Photo du camp de Yarmouk. Dr Moawia.

Photo du camp de Yarmouk. Dr Moawia.

Speaking with you as Dr. Mohawia, I’m a specialist in Urology and genitourinary disorders since April 2012. I live in Yarmouk camp, once the largest community market in Syria. It’s in the capital Damascus and was built in 1951 as a camp for Palestinian refugees. 5 years ago, about half a million people lived in it. Now, there are only a few thousand, as most of its inhabitants moved to neighboring areas or left the country. Yarmouk camp has been under total siege from the 15 of July 2013 till this date. These conditions oblige me to work as a general practitioner, treating people with diseases other than urological ones. What I’m trying to do with this presentation is to brief you with an overview of the situation here, concentrating on medical aspects.
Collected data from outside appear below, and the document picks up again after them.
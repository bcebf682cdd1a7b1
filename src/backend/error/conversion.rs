/**
 * Error Conversion
 *
 * `IntoResponse` for `ApiError`, so handlers can return it directly.
 *
 * # Response Format
 *
 * ```json
 * {
 *   "msg": "Error message",
 *   "status": 400
 * }
 * ```
 */

use axum::{
    response::{IntoResponse, Response},
    Json,
};

use crate::backend::error::types::ApiError;
use crate::shared::ErrorBody;

impl IntoResponse for ApiError {
    fn into_response(self) -> Response {
        let status = self.status_code();
        let body = ErrorBody::new(self.message(), status.as_u16());
        (status, Json(body)).into_response()
    }
}
//! Interactive wallet connector.
//!
//! Terminal rendition of the connect/disconnect UI: one connector holding
//! the connection state, a provider injected only when the config names a
//! wallet endpoint. Provider failures never terminate the loop.

use std::io::Write;
use std::sync::Arc;
use std::time::Duration;

use tokio::io::{AsyncBufReadExt, BufReader};

use swap_core::SwapConfig;
use swap_wallet::{ConnectOutcome, NodeWalletProvider, WalletConnector, WalletProvider};

fn render(connector: &WalletConnector) {
    match connector.status_line() {
        Some(line) => println!("{line}"),
        None => println!("No conectado."),
    }
}

#[tokio::main]
async fn main() -> anyhow::Result<()> {
    swap_core::init_logging("warn")?;

    let config = SwapConfig::load()?;
    let provider: Option<Arc<dyn WalletProvider>> = config.wallet.rpc_url.clone().map(|url| {
        Arc::new(NodeWalletProvider::new(
            url,
            Duration::from_secs(config.wallet.request_timeout_secs),
        )) as Arc<dyn WalletProvider>
    });

    let mut connector = WalletConnector::new(provider);

    println!("Comandos: connect | disconnect | status | quit");
    render(&connector);

    let mut lines = BufReader::new(tokio::io::stdin()).lines();
    loop {
        print!("> ");
        std::io::stdout().flush()?;

        let Some(line) = lines.next_line().await? else {
            break;
        };
        match line.trim() {
            "connect" => match connector.connect().await {
                ConnectOutcome::Connected(_) => {}
                ConnectOutcome::ProviderAbsent => println!("Por favor instala MetaMask"),
                ConnectOutcome::Rejected => println!("Usuario rechazó la conexión"),
            },
            "disconnect" => {
                connector.disconnect();
                println!("Desconectado.");
            }
            "status" | "" => {}
            "quit" | "exit" | "q" => break,
            other => println!("Comando desconocido: {other}"),
        }
        render(&connector);
    }

    Ok(())
}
I’m often asked, what exactly do you need? I once wrote, trying to answer the question as briefly as possible, we need everything to be anything! No one in Yarmouk, including me of course, has the least basic right as a human being. Am I talking about the right to liberty? Freedom of speech? Freedom of belief? Maybe, but I am talking basically about food, about survival. What is called hunger, we live as starvation. One hundred and seventy seven people died of starvation during the last two months of 2013 and the first two months of 2014. Most of them were elderlies with chronic disorders like diabetes mellitus and hypertension, or infants, especially new borns who may have a birth weight of no more than 4 pounds (1.8 kg) and whose mothers suffer from malnutrition, preventing them from getting enough quantities of natural milk. Especially since there was, and is still, a severe deficiency in powdered milk. There are those who died of hunger. But all the habitants in here are affected by starvation in all aspects of their health. For weeks their meals may not be more than spiced water and blends that cause many cases of acute renal failure.

To make things worse, water supplies have been cut off for 9 months now. People are forced to drink from wells, which are polluted by sewage. This is causing daily cases of intestinal infections, with protozoaires like entamoeba, histolytica and giardia lamblia. Severe diarrhea worsens existing malnutrition. In addition, oxalate, which this water is rich with, is causing urinary stones. These diseases and others are a real challenge due to severe deficiency in medication.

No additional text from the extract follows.